What Does Vatican II Mean by the ‘People of God’?

COMMENTARY: And how does it relate to the Synod on Synodality’s working document, which frequently uses the term?

Grand procession of the Second Vatican Council Fathers at St. Peter's Basilica.
Grand procession of the Second Vatican Council Fathers at St. Peter's Basilica. (photo: Wikimedia Commons / Public Domain )

The Vatican has recently released what is called an instrumentum laboris for the upcoming Synod on Synodality, which is to be held in Rome this October. It is not a magisterial document but rather a working document meant to act merely as a guide for the upcoming deliberations.

I am not going to comment at length on the document.
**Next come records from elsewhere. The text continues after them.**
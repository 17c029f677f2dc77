//! Types shared by the news gateway crates

mod error;
mod secret;

pub use error::{Error, Result};
pub use secret::Secret;
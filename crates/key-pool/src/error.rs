//! Error types for pool construction

/// Errors from pool operations.
#[derive(Debug, thiserror::Error)]
pub enum Error {
    #[error("configuration error: {0}")]
    Config(String),
}

/// Result alias for pool operations.
pub type Result<T> = std::result::Result<T, Error>;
Instead, I want to focus on the fact that the document uses quite frequently the image of the Church as “the People of God,” which was, of course, a description of the Church favored by the Second Vatican Council in its dogmatic constitution on the Church, Lumen Gentium. However, I find an ambiguity in the instrumentum laboris in its use of this term and so in what follows, I want to engage what it was the Council actually meant by it.

One of the problems that arose during the post-conciliar era was the misinterpretation of the People of God metaphor as applying only to the laity and not to the priests, bishops and religious, as well. Such a misunderstanding was perhaps almost unavoidable, given the connotations of the word “the people” in our modern era of democratic institutions.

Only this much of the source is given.